Top of Data to process
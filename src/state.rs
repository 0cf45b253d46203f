use ndarray::Array1;
use serde::{Serialize, Deserialize};
use crate::mesh::MeshGeometry;
use crate::numerics::tridiag::Workspace;
use crate::stability::QEval;
use crate::stars::StellarPop;


/**
 * Physical parameters of the simulation, in the dimensionless units of the
 * disk state. Resolved once from the user configuration and owned by the
 * disk for its lifetime.
 */
#[derive(Clone, Debug)]
pub struct DiskParams {

    /// Timescale on which transient spirals push Q_* to Q_lim [local orbits]
    pub tau_heat: f64,

    /// Fraction of the non-thermal kinetic energy dissipated per scale
    /// height crossing time (1.5 = all of it)
    pub eta: f64,

    /// Thermal velocity dispersion floor [vphiR]
    pub sig_th: f64,

    /// Star formation efficiency per free-fall time
    pub eps_ff: f64,

    /// Q_* below which transient spirals heat the stellar disk
    pub q_lim: f64,

    /// The Q value the torque drives the disk toward
    pub fixed_q: f64,

    /// Fractional change per step allowed by the time-step selector
    pub tol: f64,

    /// Thickness correction applied to the gas Q
    pub thickness: f64,

    /// Mass loading factor at the fiducial column/gas-fraction/halo mass
    pub mass_loading_factor: f64,
    pub mlf_col_scaling: f64,
    pub mlf_fg_scaling: f64,
    pub mlf_mh_scaling: f64,

    /// Metal diffusion coefficient
    pub kappa_metals: f64,

    /// Floor on every stellar velocity dispersion [vphiR]
    pub min_sig_st: f64,

    /// Instantaneous and asymptotic remnant fractions, and the enrichment
    /// mixing fraction
    pub rf_inst: f64,
    pub rf_asym: f64,
    pub zeta: f64,

    /// Fraction of the stellar column returned to the gas per unit time;
    /// carries the difference between the instantaneous and asymptotic
    /// remnant fractions back over the cosmological span of the run
    pub recycle_rate: f64,

    /// Yields per species
    pub y_o: f64,
    pub y_fe: f64,

    /// IGM metallicities (absolute mass fractions)
    pub z_igm_o: f64,
    pub z_igm_fe: f64,

    /// Halo mass at the start of the run [Msun]
    pub mh0: f64,

    /// Evaluate Q analytically (Romeo-Wiegert) or numerically (Rafikov)
    pub analytic_q: bool,

    /// Advect the passive populations too
    pub migrate_passive: bool,

    pub n_active: usize,
    pub n_passive: usize,

    /// MRI viscosity floor
    pub alpha_mri: f64,

    /// Cells over which the GI-to-MRI handoff is blended
    pub ndecay: f64,

    /// Torque at the inner boundary
    pub ibc_tau: f64,

    /// Turbulent energy injected by accretion at the outer edge
    pub accretion_heating: f64,

    /// Cloud-star scattering rate (Lacey 1984 form, shape factor absorbed)
    pub cloud_heating: f64,
}


/**
 * Compact description of a relaxed disk, persisted between the warm-up and
 * production runs.
 */
#[derive(Clone, Serialize, Deserialize)]
#[serde(deny_unknown_fields)]
pub struct Initializer {
    pub col: Vec<f64>,
    pub sig: Vec<f64>,
    pub col_st: Vec<f64>,
    pub sig_st: Vec<f64>,
}


/**
 * Scratch buffers for the tridiagonal solves. Allocated once with the disk
 * and reused every step.
 */
#[derive(Debug)]
pub struct Scratch {
    pub ws: Workspace,
    pub sub: Vec<f64>,
    pub diag: Vec<f64>,
    pub sup: Vec<f64>,
    pub rhs: Vec<f64>,
    pub sol: Vec<f64>,
    pub eta: Vec<f64>,
    pub xi: Vec<f64>,
}

impl Scratch {
    pub fn new(nx: usize) -> Self {
        Self {
            ws: Workspace::new(nx),
            sub: vec![0.0; nx],
            diag: vec![0.0; nx],
            sup: vec![0.0; nx],
            rhs: vec![0.0; nx],
            sol: vec![0.0; nx],
            eta: vec![0.0; nx + 1],
            xi: vec![0.0; nx + 1],
        }
    }
}


/**
 * The mutable centerpiece: per-cell gas state, the stellar population
 * sequences, the torque solution, and the cumulative bookkeeping. All
 * per-cell arrays are indexed 0..nx over the mesh cells.
 */
#[derive(Debug)]
pub struct Disk {
    pub params: DiskParams,
    pub nx: usize,

    // gas state
    pub col: Array1<f64>,
    pub sig: Array1<f64>,
    pub z_o: Array1<f64>,
    pub z_fe: Array1<f64>,

    // partial derivatives of Q with respect to the gas state
    pub dqd_s: Array1<f64>,
    pub dqds: Array1<f64>,
    pub dqd_s_err: Array1<f64>,
    pub dqds_err: Array1<f64>,

    // time derivatives and rates
    pub dcoldt: Array1<f64>,
    pub dsigdt: Array1<f64>,
    pub dzodt: Array1<f64>,
    pub dzfedt: Array1<f64>,
    pub col_sfr: Array1<f64>,
    pub mass_loading: Array1<f64>,
    pub f_h2: Array1<f64>,

    // torque equation: coefficients, forcing, solution, derivatives
    pub h0: Array1<f64>,
    pub h1: Array1<f64>,
    pub h2: Array1<f64>,
    pub hh: Array1<f64>,
    pub tau: Array1<f64>,
    pub taup: Array1<f64>,
    pub taupp: Array1<f64>,
    pub keep_torque_off: Vec<u8>,

    /// Column-density drain fed back into the torque forcing when an
    /// artificial diffusion channel is active; stays zero otherwise
    pub diffused_dcoldt: Array1<f64>,

    /// Inward stellar drift from the latest drift integration
    pub yy: Array1<f64>,

    // stellar populations
    pub sps_active: Vec<StellarPop>,
    pub sps_passive: Vec<StellarPop>,

    // cumulative per-cell diagnostics
    pub cumulative_sf: Array1<f64>,
    pub cumulative_torque_err: Array1<f64>,
    pub cu_stars_out: Array1<f64>,
    pub cu_gas_out: Array1<f64>,

    // bulge and global bookkeeping; the bulge mass stays in the
    // dimensionless mass measure, the cumulative counters are in Msun
    pub m_bulge: f64,
    pub z_bulge_o: f64,
    pub z_bulge_fe: f64,
    pub initial_gas_mass: f64,
    pub initial_stellar_mass: f64,
    pub cumulative_mass_accreted: f64,
    pub cumulative_sf_mass: f64,
    pub cumulative_gas_through_ib: f64,
    pub cumulative_stars_through_ib: f64,
    pub cumulative_mass_ejected: f64,
    pub cumulative_torque: f64,

    pub q_eval: QEval,
    pub scratch: Scratch,
}


// ============================================================================
impl Disk {

    pub fn new(params: DiskParams, nx: usize) -> Self {
        let zero = || Array1::zeros(nx);
        let q_eval = if params.analytic_q {
            QEval::Analytic
        } else {
            QEval::Numerical { most_recent_q: 1.0 }
        };
        Self {
            nx,
            col: zero(),
            sig: zero(),
            z_o: zero(),
            z_fe: zero(),
            dqd_s: zero(),
            dqds: zero(),
            dqd_s_err: zero(),
            dqds_err: zero(),
            dcoldt: zero(),
            dsigdt: zero(),
            dzodt: zero(),
            dzfedt: zero(),
            col_sfr: zero(),
            mass_loading: zero(),
            f_h2: zero(),
            h0: zero(),
            h1: zero(),
            h2: zero(),
            hh: zero(),
            tau: zero(),
            taup: zero(),
            taupp: zero(),
            keep_torque_off: vec![0; nx],
            diffused_dcoldt: zero(),
            yy: zero(),
            sps_active: Vec::new(),
            sps_passive: Vec::new(),
            cumulative_sf: zero(),
            cumulative_torque_err: zero(),
            cu_stars_out: zero(),
            cu_gas_out: zero(),
            m_bulge: 0.0,
            z_bulge_o: params.z_igm_o,
            z_bulge_fe: params.z_igm_fe,
            initial_gas_mass: 0.0,
            initial_stellar_mass: 0.0,
            cumulative_mass_accreted: 0.0,
            cumulative_sf_mass: 0.0,
            cumulative_gas_through_ib: 0.0,
            cumulative_stars_through_ib: 0.0,
            cumulative_mass_ejected: 0.0,
            cumulative_torque: 0.0,
            q_eval,
            scratch: Scratch::new(nx),
            params,
        }
    }

    /// Sum of a per-area quantity over the disk, weighted by annulus area
    pub fn total_weighted_by_area(&self, per_area: &Array1<f64>, geom: &MeshGeometry) -> f64 {
        let mut sum = 0.0;
        for i in 0..self.nx {
            sum += per_area[i] * geom.x[i] * geom.x[i] * geom.dlnx;
        }
        sum
    }

    /// Summed column density of the active populations
    pub fn active_col_st(&self, i: usize) -> f64 {
        self.sps_active.iter().map(|sp| sp.col[i]).sum()
    }

    /// Mass-weighted rms radial dispersion of the active populations
    pub fn active_sig_st_r(&self, i: usize) -> f64 {
        let col = self.active_col_st(i);
        if col <= 0.0 {
            return self.params.min_sig_st;
        }
        let e: f64 = self.sps_active.iter().map(|sp| sp.col[i] * sp.sig_r[i] * sp.sig_r[i]).sum();
        (e / col).sqrt()
    }

    /// Mass-weighted rms vertical dispersion of the active populations
    pub fn active_sig_st_z(&self, i: usize) -> f64 {
        let col = self.active_col_st(i);
        if col <= 0.0 {
            return self.params.min_sig_st;
        }
        let e: f64 = self.sps_active.iter().map(|sp| sp.col[i] * sp.sig_z[i] * sp.sig_z[i]).sum();
        (e / col).sqrt()
    }

    /// Gas fraction at a cell
    pub fn f_g(&self, i: usize) -> f64 {
        let cst = self.active_col_st(i);
        self.col[i] / (self.col[i] + cst)
    }

    /// Record the current state for a later production run
    pub fn store(&self) -> Initializer {
        let nx = self.nx;
        Initializer {
            col: self.col.to_vec(),
            sig: self.sig.to_vec(),
            col_st: (0..nx).map(|i| self.active_col_st(i)).collect(),
            sig_st: (0..nx).map(|i| self.active_sig_st_r(i)).collect(),
        }
    }

    /**
     * Verify the hard invariants on the state variables; called after every
     * update. Violations are fatal and name the cell and values.
     */
    pub fn check_state_vars(&self, context: &str) -> anyhow::Result<()> {
        for i in 0..self.nx {
            let col = self.col[i];
            let sig = self.sig[i];
            let zo = self.z_o[i];
            let zfe = self.z_fe[i];
            if !(col > 0.0) || !col.is_finite() || !sig.is_finite() || sig < 0.0 {
                anyhow::bail!(
                    "{}: non-physical gas state at cell {}: col={} sig={} dcoldt={} dsigdt={}",
                    context, i, col, sig, self.dcoldt[i], self.dsigdt[i]
                );
            }
            if !(zo > 0.0 && zo < 1.0) || !(zfe > 0.0 && zfe < 1.0) {
                anyhow::bail!(
                    "{}: metallicity out of range at cell {}: Z_O={} Z_Fe={}",
                    context, i, zo, zfe
                );
            }
            for (s, sp) in self.sps_active.iter().enumerate() {
                if sp.col[i] < 0.0 || !sp.col[i].is_finite() {
                    anyhow::bail!(
                        "{}: negative stellar column density at cell {} (active population {}): {}",
                        context, i, s, sp.col[i]
                    );
                }
            }
        }
        Ok(())
    }
}


// ============================================================================
#[cfg(test)]
pub mod tests {
    use super::*;
    use crate::mesh::Mesh;

    pub fn test_params() -> DiskParams {
        DiskParams {
            tau_heat: 2.0,
            eta: 1.5,
            sig_th: 0.01,
            eps_ff: 0.01,
            q_lim: 2.5,
            fixed_q: 2.0,
            tol: 1.0e-4,
            thickness: 1.5,
            mass_loading_factor: 1.0,
            mlf_col_scaling: 0.0,
            mlf_fg_scaling: 0.0,
            mlf_mh_scaling: 0.0,
            kappa_metals: 1.0e-3,
            min_sig_st: 1.0e-3,
            rf_inst: 0.46,
            rf_asym: 0.46,
            zeta: 1.0,
            recycle_rate: 0.0,
            y_o: 0.054,
            y_fe: 0.0017,
            z_igm_o: 5.7e-4,
            z_igm_fe: 1.3e-4,
            mh0: 1.0e12,
            analytic_q: true,
            migrate_passive: true,
            n_active: 1,
            n_passive: 10,
            alpha_mri: 0.0,
            ndecay: 6.0,
            ibc_tau: 0.0,
            accretion_heating: 0.0,
            cloud_heating: 0.0,
        }
    }

    #[test]
    fn area_weighted_total_matches_the_analytic_annulus_sum() {
        let geom = Mesh {
            num_cells: 64,
            x_min: 0.01,
            inner_power_law: 0.0,
            turnover_radius: 0.0,
            softening: 2.0,
            refine: 2,
        }
        .geometry();
        let mut disk = Disk::new(test_params(), 64);
        disk.col.fill(1.0);
        // sum of x^2 dlnx approximates int x dx = (1 - xmin^2)/2
        let total = disk.total_weighted_by_area(&disk.col, &geom);
        assert!((total - 0.5).abs() < 0.05, "total = {}", total);
    }

    #[test]
    fn active_reductions_combine_populations_in_quadrature() {
        let mut disk = Disk::new(test_params(), 8);
        let mut a = crate::stars::StellarPop::new(8, 0.0, 1.0);
        let mut b = crate::stars::StellarPop::new(8, 0.0, 1.0);
        a.col.fill(3.0);
        a.sig_r.fill(0.1);
        a.sig_z.fill(0.05);
        b.col.fill(1.0);
        b.sig_r.fill(0.2);
        b.sig_z.fill(0.1);
        disk.sps_active.push(a);
        disk.sps_active.push(b);
        assert!((disk.active_col_st(0) - 4.0).abs() < 1e-14);
        let expect = ((3.0 * 0.01 + 1.0 * 0.04) / 4.0_f64).sqrt();
        assert!((disk.active_sig_st_r(0) - expect).abs() < 1e-14);
        assert!(disk.active_sig_st_z(0) < disk.active_sig_st_r(0));
    }

    #[test]
    fn state_check_names_the_offending_cell() {
        let mut disk = Disk::new(test_params(), 4);
        disk.col.fill(1.0);
        disk.sig.fill(0.05);
        disk.z_o.fill(2.0e-3);
        disk.z_fe.fill(5.0e-4);
        assert!(disk.check_state_vars("test").is_ok());
        disk.z_o[2] = 1.5;
        let err = disk.check_state_vars("test").unwrap_err().to_string();
        assert!(err.contains("cell 2"), "message was: {}", err);
    }
}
Bottom of Data to process
◆ Work order
Where the records above contain a line with "a.col.fill(3.0);", repeat that line and each later line through the end, exactly, and nothing more.

◆ Answer section
        a.col.fill(3.0);
        a.sig_r.fill(0.1);
        a.sig_z.fill(0.05);
        b.col.fill(1.0);
        b.sig_r.fill(0.2);
        b.sig_z.fill(0.1);
        disk.sps_active.push(a);
        disk.sps_active.push(b);
        assert!((disk.active_col_st(0) - 4.0).abs() < 1e-14);
        let expect = ((3.0 * 0.01 + 1.0 * 0.04) / 4.0_f64).sqrt();
        assert!((disk.active_sig_st_r(0) - expect).abs() < 1e-14);
        assert!(disk.active_sig_st_z(0) < disk.active_sig_st_r(0));
    }

    #[test]
    fn state_check_names_the_offending_cell() {
        let mut disk = Disk::new(test_params(), 4);
        disk.col.fill(1.0);
        disk.sig.fill(0.05);
        disk.z_o.fill(2.0e-3);
        disk.z_fe.fill(5.0e-4);
        assert!(disk.check_state_vars("test").is_ok());
        disk.z_o[2] = 1.5;
        let err = disk.check_state_vars("test").unwrap_err().to_string();
        assert!(err.contains("cell 2"), "message was: {}", err);
    }
}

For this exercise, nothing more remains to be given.